What is being asked
Once the line containing "that changes nothing." has been printed, stop; print every line before it exactly, starting at the top of the material below.

The data
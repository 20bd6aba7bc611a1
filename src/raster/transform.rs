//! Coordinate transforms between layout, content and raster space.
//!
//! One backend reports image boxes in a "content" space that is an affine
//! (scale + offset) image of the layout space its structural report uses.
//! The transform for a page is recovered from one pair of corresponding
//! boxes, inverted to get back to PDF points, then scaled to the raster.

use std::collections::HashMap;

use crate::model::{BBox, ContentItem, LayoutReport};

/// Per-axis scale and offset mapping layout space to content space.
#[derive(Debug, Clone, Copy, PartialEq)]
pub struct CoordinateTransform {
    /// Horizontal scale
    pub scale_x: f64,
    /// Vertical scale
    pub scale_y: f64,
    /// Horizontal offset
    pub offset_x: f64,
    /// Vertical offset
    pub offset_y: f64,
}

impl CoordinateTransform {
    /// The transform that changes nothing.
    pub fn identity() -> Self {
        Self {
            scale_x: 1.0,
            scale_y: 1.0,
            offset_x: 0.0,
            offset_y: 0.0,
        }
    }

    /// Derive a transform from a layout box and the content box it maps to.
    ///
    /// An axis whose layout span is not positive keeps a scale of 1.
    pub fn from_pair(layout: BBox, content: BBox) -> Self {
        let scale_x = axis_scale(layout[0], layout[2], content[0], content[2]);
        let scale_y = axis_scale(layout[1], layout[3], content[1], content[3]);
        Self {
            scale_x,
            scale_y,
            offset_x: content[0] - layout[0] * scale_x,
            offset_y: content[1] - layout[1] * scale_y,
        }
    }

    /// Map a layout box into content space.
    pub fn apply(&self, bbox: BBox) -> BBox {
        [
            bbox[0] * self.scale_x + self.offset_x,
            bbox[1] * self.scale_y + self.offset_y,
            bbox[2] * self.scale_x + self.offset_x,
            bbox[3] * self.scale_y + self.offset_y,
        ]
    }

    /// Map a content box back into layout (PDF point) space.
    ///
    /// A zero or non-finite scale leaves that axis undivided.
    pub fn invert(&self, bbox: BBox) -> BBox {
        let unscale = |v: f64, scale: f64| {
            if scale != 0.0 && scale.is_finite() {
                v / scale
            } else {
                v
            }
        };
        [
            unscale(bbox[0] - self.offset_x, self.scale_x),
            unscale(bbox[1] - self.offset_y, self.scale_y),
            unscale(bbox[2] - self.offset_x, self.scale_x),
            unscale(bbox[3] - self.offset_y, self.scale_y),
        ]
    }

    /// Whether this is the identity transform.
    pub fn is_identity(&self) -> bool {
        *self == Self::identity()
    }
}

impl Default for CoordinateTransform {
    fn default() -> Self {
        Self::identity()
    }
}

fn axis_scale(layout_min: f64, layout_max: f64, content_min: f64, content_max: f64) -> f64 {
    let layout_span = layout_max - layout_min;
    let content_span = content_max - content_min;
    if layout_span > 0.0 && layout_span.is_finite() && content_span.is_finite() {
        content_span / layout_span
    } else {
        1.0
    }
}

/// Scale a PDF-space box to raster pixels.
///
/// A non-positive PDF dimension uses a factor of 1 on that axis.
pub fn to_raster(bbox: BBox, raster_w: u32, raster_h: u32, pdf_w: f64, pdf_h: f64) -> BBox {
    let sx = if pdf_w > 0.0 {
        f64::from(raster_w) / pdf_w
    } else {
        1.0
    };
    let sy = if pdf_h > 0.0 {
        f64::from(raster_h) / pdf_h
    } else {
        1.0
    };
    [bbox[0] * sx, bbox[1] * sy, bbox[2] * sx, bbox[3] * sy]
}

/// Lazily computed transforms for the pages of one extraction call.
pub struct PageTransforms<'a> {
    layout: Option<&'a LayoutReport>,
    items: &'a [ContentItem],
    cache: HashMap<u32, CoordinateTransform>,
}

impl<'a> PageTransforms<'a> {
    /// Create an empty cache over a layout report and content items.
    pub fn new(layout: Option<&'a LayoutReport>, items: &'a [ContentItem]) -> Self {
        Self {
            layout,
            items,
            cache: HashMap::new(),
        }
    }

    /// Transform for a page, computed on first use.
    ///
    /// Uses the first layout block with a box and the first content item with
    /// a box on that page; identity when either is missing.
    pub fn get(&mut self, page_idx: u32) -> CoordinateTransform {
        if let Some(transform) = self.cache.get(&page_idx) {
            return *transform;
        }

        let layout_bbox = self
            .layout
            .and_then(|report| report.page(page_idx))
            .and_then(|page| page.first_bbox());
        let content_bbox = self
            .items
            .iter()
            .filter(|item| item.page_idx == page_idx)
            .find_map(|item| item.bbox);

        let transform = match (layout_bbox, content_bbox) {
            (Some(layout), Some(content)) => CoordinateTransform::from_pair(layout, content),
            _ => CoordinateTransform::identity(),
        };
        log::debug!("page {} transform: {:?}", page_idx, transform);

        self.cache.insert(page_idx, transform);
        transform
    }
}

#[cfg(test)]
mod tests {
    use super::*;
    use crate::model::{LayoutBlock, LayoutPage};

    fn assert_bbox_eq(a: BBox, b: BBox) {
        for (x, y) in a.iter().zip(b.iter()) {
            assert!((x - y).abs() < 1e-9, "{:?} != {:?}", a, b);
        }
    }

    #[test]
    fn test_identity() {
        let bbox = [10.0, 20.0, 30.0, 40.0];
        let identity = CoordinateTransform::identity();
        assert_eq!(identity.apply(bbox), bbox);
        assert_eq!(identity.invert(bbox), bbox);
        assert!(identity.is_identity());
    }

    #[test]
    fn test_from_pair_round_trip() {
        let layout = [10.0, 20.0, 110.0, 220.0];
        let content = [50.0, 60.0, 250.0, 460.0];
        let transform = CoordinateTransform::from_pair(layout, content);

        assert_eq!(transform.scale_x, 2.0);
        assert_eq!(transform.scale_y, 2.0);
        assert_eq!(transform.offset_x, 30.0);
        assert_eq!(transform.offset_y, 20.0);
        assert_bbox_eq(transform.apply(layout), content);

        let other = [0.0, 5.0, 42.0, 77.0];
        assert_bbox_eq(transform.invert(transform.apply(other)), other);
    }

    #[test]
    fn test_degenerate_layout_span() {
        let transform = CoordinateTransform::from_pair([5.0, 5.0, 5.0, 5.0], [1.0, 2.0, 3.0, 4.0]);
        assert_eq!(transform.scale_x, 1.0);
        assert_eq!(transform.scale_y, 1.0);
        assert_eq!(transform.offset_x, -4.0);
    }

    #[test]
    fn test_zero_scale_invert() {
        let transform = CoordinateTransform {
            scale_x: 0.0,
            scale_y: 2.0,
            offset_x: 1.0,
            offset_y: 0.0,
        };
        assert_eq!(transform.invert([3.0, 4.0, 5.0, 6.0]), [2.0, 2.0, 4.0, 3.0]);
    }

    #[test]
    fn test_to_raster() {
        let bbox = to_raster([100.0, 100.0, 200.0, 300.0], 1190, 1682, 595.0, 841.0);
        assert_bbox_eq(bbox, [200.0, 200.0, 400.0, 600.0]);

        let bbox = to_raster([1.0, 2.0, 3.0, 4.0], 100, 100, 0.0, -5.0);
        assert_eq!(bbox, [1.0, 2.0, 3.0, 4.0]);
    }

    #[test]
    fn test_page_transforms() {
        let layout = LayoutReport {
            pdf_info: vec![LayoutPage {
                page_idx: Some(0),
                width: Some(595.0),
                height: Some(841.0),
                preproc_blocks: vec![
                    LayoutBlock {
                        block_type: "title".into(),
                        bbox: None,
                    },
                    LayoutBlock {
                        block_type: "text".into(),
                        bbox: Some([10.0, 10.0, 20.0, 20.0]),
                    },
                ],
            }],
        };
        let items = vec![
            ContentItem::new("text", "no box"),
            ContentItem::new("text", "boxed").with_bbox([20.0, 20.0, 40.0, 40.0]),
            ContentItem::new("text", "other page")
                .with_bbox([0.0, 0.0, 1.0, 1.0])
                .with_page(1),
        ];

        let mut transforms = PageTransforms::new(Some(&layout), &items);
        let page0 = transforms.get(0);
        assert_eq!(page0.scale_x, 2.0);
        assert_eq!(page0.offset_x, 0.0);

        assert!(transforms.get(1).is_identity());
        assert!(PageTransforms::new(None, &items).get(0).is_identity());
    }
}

Your response
repository 20bd6aba7bc611a1
filename src/raster/transform.rs
//! Coordinate transforms between layout, content and raster space.
//!
//! One backend reports image boxes in a "content" space that is an affine
//! (scale + offset) image of the layout space its structural report uses.
//! The transform for a page is recovered from one pair of corresponding
//! boxes, inverted to get back to PDF points, then scaled to the raster.

use std::collections::HashMap;

use crate::model::{BBox, ContentItem, LayoutReport};

/// Per-axis scale and offset mapping layout space to content space.
#[derive(Debug, Clone, Copy, PartialEq)]
pub struct CoordinateTransform {
    /// Horizontal scale
    pub scale_x: f64,
    /// Vertical scale
    pub scale_y: f64,
    /// Horizontal offset
    pub offset_x: f64,
    /// Vertical offset
    pub offset_y: f64,
}

impl CoordinateTransform {
    /// The transform that changes nothing.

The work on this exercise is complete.